"""
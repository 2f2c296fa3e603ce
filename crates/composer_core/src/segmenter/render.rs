// Copyright (c) 2026 Element Creations Ltd
//
// SPDX-License-Identifier: AGPL-3.0-only OR LicenseRef-Element-Commercial
// Please see LICENSE in the repository root for full details.

//! Incremental rendering: deciding which blocks need re-segmenting.

use std::collections::HashMap;
use std::sync::Arc;

use tracing::debug;

use super::{reflag, LeafSetDescriptor, Segmenter};
use crate::content::{Block, BlockKey};
use crate::decorator::{Decorator, DecoratorLookup, DecoratorMatches};
use crate::editor_state::EditorState;
use crate::selection::SelectionModel;

#[derive(Clone, Copy, Debug, Default, PartialEq, Eq, Hash)]
pub enum TextDirection {
    #[default]
    Ltr,
    Rtl,
}

#[derive(Clone, Copy, Debug, Default, PartialEq, Eq, Hash)]
pub enum TextAlignment {
    #[default]
    Start,
    Left,
    Center,
    Right,
}

#[derive(Clone, Copy, Debug, Default, PartialEq, Eq)]
pub struct RenderOptions {
    pub direction: TextDirection,
    pub alignment: TextAlignment,
    pub read_only: bool,
}

/// Everything a block's rendering depends on.
#[derive(Clone, Debug)]
pub struct BlockRenderProps {
    pub block: Arc<Block>,
    pub decorations: Arc<DecoratorMatches>,
    pub direction: TextDirection,
    pub alignment: TextAlignment,
    pub read_only: bool,
    pub selection: SelectionModel,
    pub force_selection: bool,
}

impl BlockRenderProps {
    fn is_editing(&self) -> bool {
        self.selection.has_focus()
            && self.selection.is_collapsed()
            && self.selection.start_key() == self.block.key()
    }
}

/// Whether a block rendered with `prev` must be rendered again for `next`.
///
/// Block and decorations compare by identity.  A forced selection re-renders
/// the blocks holding an edge of the selection, before or after the move, so
/// the host caret can be put back in place.
pub fn should_update(prev: &BlockRenderProps, next: &BlockRenderProps) -> bool {
    if !Arc::ptr_eq(&prev.block, &next.block)
        || !Arc::ptr_eq(&prev.decorations, &next.decorations)
        || prev.direction != next.direction
        || prev.alignment != next.alignment
        || prev.read_only != next.read_only
        || prev.is_editing() != next.is_editing()
    {
        return true;
    }
    let key = next.block.key();
    next.force_selection
        && (next.selection.is_on_edge(key) || prev.selection.is_on_edge(key))
}

/// One block of a render pass.
#[derive(Clone, Debug)]
pub struct RenderedBlock {
    pub key: BlockKey,
    pub leaf_sets: Arc<Vec<LeafSetDescriptor>>,
    /// Whether the block was segmented again in this pass.  Leaf flags are
    /// brought up to date with the selection on every pass.
    pub updated: bool,
}

#[derive(Clone, Debug, Default)]
pub struct RenderPass {
    pub blocks: Vec<RenderedBlock>,
    /// The block the host should scroll to after applying a forced
    /// selection.
    pub scroll_into_view: Option<BlockKey>,
}

impl RenderPass {
    pub fn updated_keys(&self) -> impl Iterator<Item = &BlockKey> {
        self.blocks.iter().filter(|b| b.updated).map(|b| &b.key)
    }
}

struct CachedBlock {
    props: BlockRenderProps,
    leaf_sets: Arc<Vec<LeafSetDescriptor>>,
}

/// Turns editor states into leaf sets, re-segmenting only the blocks whose
/// [`should_update`] says so.
///
/// Decorations are cached by block identity: a block that did not change is
/// not decorated again.
pub struct ContentsRenderer {
    decorator: Option<Arc<dyn Decorator>>,
    options: RenderOptions,
    cache: HashMap<BlockKey, CachedBlock>,
}

impl ContentsRenderer {
    pub fn new(options: RenderOptions) -> Self {
        Self {
            decorator: None,
            options,
            cache: HashMap::new(),
        }
    }

    pub fn with_decorator(mut self, decorator: Arc<dyn Decorator>) -> Self {
        self.decorator = Some(decorator);
        self
    }

    pub fn options(&self) -> RenderOptions {
        self.options
    }

    pub fn set_options(&mut self, options: RenderOptions) {
        self.options = options;
    }

    pub fn render(
        &mut self,
        state: &EditorState,
        lookup: Option<&dyn DecoratorLookup>,
    ) -> RenderPass {
        let content = state.current_content();
        let selection = state.selection();
        let segmenter = lookup.map_or_else(Segmenter::new, Segmenter::with_lookup);

        let mut cache = HashMap::with_capacity(content.block_count());
        let mut blocks = Vec::with_capacity(content.block_count());
        for block in content.blocks() {
            let previous = self.cache.remove(block.key());
            let decorations = match &previous {
                Some(p) if Arc::ptr_eq(&p.props.block, block) => Arc::clone(&p.props.decorations),
                _ => Arc::new(
                    self.decorator
                        .as_ref()
                        .map(|d| d.decorations(block, content))
                        .unwrap_or_default(),
                ),
            };
            let props = BlockRenderProps {
                block: Arc::clone(block),
                decorations,
                direction: self.options.direction,
                alignment: self.options.alignment,
                read_only: self.options.read_only,
                selection: selection.clone(),
                force_selection: state.must_force_selection(),
            };

            let (leaf_sets, updated) = match previous {
                Some(p) if !should_update(&p.props, &props) => {
                    let leaf_sets = if p.props.selection == props.selection {
                        p.leaf_sets
                    } else {
                        refresh_flags(block, p.leaf_sets, selection)
                    };
                    (leaf_sets, false)
                }
                _ => (
                    Arc::new(segmenter.segment(block, &props.decorations, selection)),
                    true,
                ),
            };
            blocks.push(RenderedBlock {
                key: block.key().clone(),
                leaf_sets: Arc::clone(&leaf_sets),
                updated,
            });
            cache.insert(block.key().clone(), CachedBlock { props, leaf_sets });
        }
        self.cache = cache;

        let scroll_into_view = (state.must_force_selection() && selection.has_focus())
            .then(|| selection.end_key().clone());
        let pass = RenderPass {
            blocks,
            scroll_into_view,
        };
        debug!(
            blocks = pass.blocks.len(),
            updated = pass.updated_keys().count(),
            "render pass"
        );
        pass
    }
}

/// Leaf sets carry selection flags; a cached block keeps its boundaries but
/// not the flags of an older selection.
fn refresh_flags(
    block: &Block,
    cached: Arc<Vec<LeafSetDescriptor>>,
    selection: &SelectionModel,
) -> Arc<Vec<LeafSetDescriptor>> {
    let fresh = reflag(block, &cached, selection);
    if *cached == fresh {
        cached
    } else {
        Arc::new(fresh)
    }
}

#[cfg(test)]
mod tests {
    use std::sync::Arc;

    use super::{
        should_update, BlockRenderProps, ContentsRenderer, RenderOptions, RenderPass,
        TextDirection,
    };
    use crate::content::{Block, BlockKey, ContentModel, StyleSet};
    use crate::decorator::{ComponentDescriptor, CompositeDecorator, DecoratorMatches, Strategy};
    use crate::editor_state::EditorState;
    use crate::pipeline::{insert_text, EditType};
    use crate::selection::SelectionModel;

    fn key(k: &str) -> BlockKey {
        BlockKey::new(k)
    }

    fn props(block: &Arc<Block>, selection: SelectionModel, force: bool) -> BlockRenderProps {
        BlockRenderProps {
            block: Arc::clone(block),
            decorations: Arc::new(DecoratorMatches::new()),
            direction: TextDirection::Ltr,
            alignment: Default::default(),
            read_only: false,
            selection,
            force_selection: force,
        }
    }

    fn with_decorations_of(next: BlockRenderProps, prev: &BlockRenderProps) -> BlockRenderProps {
        BlockRenderProps {
            decorations: Arc::clone(&prev.decorations),
            ..next
        }
    }

    #[test]
    fn identical_inputs_do_not_update() {
        let block = Arc::new(Block::unstyled("a", "abc"));
        let prev = props(&block, SelectionModel::collapsed(key("b"), 0), false);
        let next = with_decorations_of(
            props(&block, SelectionModel::collapsed(key("b"), 1), false),
            &prev,
        );
        assert!(!should_update(&prev, &next));
    }

    #[test]
    fn new_block_identity_updates() {
        let block = Arc::new(Block::unstyled("a", "abc"));
        let copy = Arc::new(Block::unstyled("a", "abc"));
        let prev = props(&block, SelectionModel::collapsed(key("b"), 0), false);
        let next = with_decorations_of(
            props(&copy, SelectionModel::collapsed(key("b"), 0), false),
            &prev,
        );
        assert!(should_update(&prev, &next));
    }

    #[test]
    fn forced_selection_moving_onto_or_off_block_updates() {
        let block = Arc::new(Block::unstyled("a", "abc"));
        let off = props(&block, SelectionModel::collapsed(key("b"), 0), true);
        let on = with_decorations_of(
            props(&block, SelectionModel::collapsed(key("a"), 1), true),
            &off,
        );
        assert!(should_update(&off, &on));
        let off_again = with_decorations_of(
            props(&block, SelectionModel::collapsed(key("b"), 0), true),
            &off,
        );
        assert!(should_update(&on, &off_again));
        let unforced = BlockRenderProps {
            force_selection: false,
            ..on.clone()
        };
        assert!(!should_update(&off, &unforced));
    }

    #[test]
    fn editing_flip_updates() {
        let block = Arc::new(Block::unstyled("a", "abc"));
        let prev = props(&block, SelectionModel::collapsed(key("a"), 1), false);
        let next = with_decorations_of(
            props(&block, SelectionModel::collapsed(key("a"), 1).with_focus(true), false),
            &prev,
        );
        assert!(should_update(&prev, &next));
    }

    #[test]
    fn renderer_resegments_only_changed_blocks() {
        let content = ContentModel::from_blocks([
            Block::unstyled("a", "one #tag"),
            Block::unstyled("b", "two"),
        ])
        .unwrap();
        let decorator = CompositeDecorator::new()
            .with(Strategy::Hashtag, ComponentDescriptor::new("Hashtag"));
        let mut renderer =
            ContentsRenderer::new(RenderOptions::default()).with_decorator(Arc::new(decorator));

        let state = EditorState::create(content)
            .accept_selection(SelectionModel::collapsed(key("b"), 3));
        let first = renderer.render(&state, None);
        assert_eq!(first.updated_keys().count(), 2);
        assert_eq!(first.blocks[0].leaf_sets.len(), 2);

        let typed = insert_text(
            state.current_content(),
            &SelectionModel::collapsed(key("b"), 3),
            "!",
            &StyleSet::new(),
            None,
        );
        let state = state.push(typed, EditType::InsertCharacters);
        let second = renderer.render(&state, None);
        let updated: Vec<_> = second.updated_keys().cloned().collect();
        assert_eq!(updated, vec![key("b")]);
        assert!(Arc::ptr_eq(&first.blocks[0].leaf_sets, &second.blocks[0].leaf_sets));
    }

    #[test]
    fn forced_focused_selection_requests_scroll() {
        let content = ContentModel::from_blocks([
            Block::unstyled("a", "one"),
            Block::unstyled("b", "two"),
        ])
        .unwrap();
        let mut renderer = ContentsRenderer::new(RenderOptions::default());
        let state = EditorState::create(content)
            .force_selection(SelectionModel::within_block(key("b"), 0, 2));
        let pass = renderer.render(&state, None);
        assert_eq!(pass.scroll_into_view, Some(key("b")));

        let state = state.accept_selection(SelectionModel::collapsed(key("a"), 0));
        assert_eq!(renderer.render(&state, None).scroll_into_view, None);
    }

    #[test]
    fn changing_options_updates_every_block() {
        let content = ContentModel::from_text("x\ny");
        let state = EditorState::create(content);
        let mut renderer = ContentsRenderer::new(RenderOptions::default());
        renderer.render(&state, None);
        renderer.set_options(RenderOptions {
            read_only: true,
            ..renderer.options()
        });
        assert_eq!(renderer.render(&state, None).updated_keys().count(), 2);
        assert_eq!(renderer.render(&state, None).updated_keys().count(), 0);
    }

    #[test]
    fn moving_the_selection_refreshes_leaf_flags() {
        let content = ContentModel::from_blocks([
            Block::unstyled("a", "one"),
            Block::unstyled("b", "two"),
        ])
        .unwrap();
        let mut renderer = ContentsRenderer::new(RenderOptions::default());
        let edge = |pass: &RenderPass, i: usize| {
            pass.blocks[i].leaf_sets[0].leaves[0].flags.has_selection_edge
        };

        let state = EditorState::create(content)
            .accept_selection(SelectionModel::within_block(key("a"), 0, 1));
        let first = renderer.render(&state, None);
        assert!(edge(&first, 0));
        assert!(!edge(&first, 1));

        let state = state.accept_selection(SelectionModel::within_block(key("b"), 0, 1));
        let second = renderer.render(&state, None);
        assert_eq!(second.updated_keys().count(), 0);
        assert!(!edge(&second, 0));
        assert!(edge(&second, 1));

        let third = renderer.render(&state, None);
        assert!(Arc::ptr_eq(&second.blocks[1].leaf_sets, &third.blocks[1].leaf_sets));
    }
}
"""
The response must repeat exactly the lines from the top of the material through the line containing "for full details.", both included, with no other output.

repository 2f2c296fa3e603ce
filename crates/composer_core/src/segmenter/render.rs
// Copyright (c) 2026 Element Creations Ltd
//
// SPDX-License-Identifier: AGPL-3.0-only OR LicenseRef-Element-Commercial
// Please see LICENSE in the repository root for full details.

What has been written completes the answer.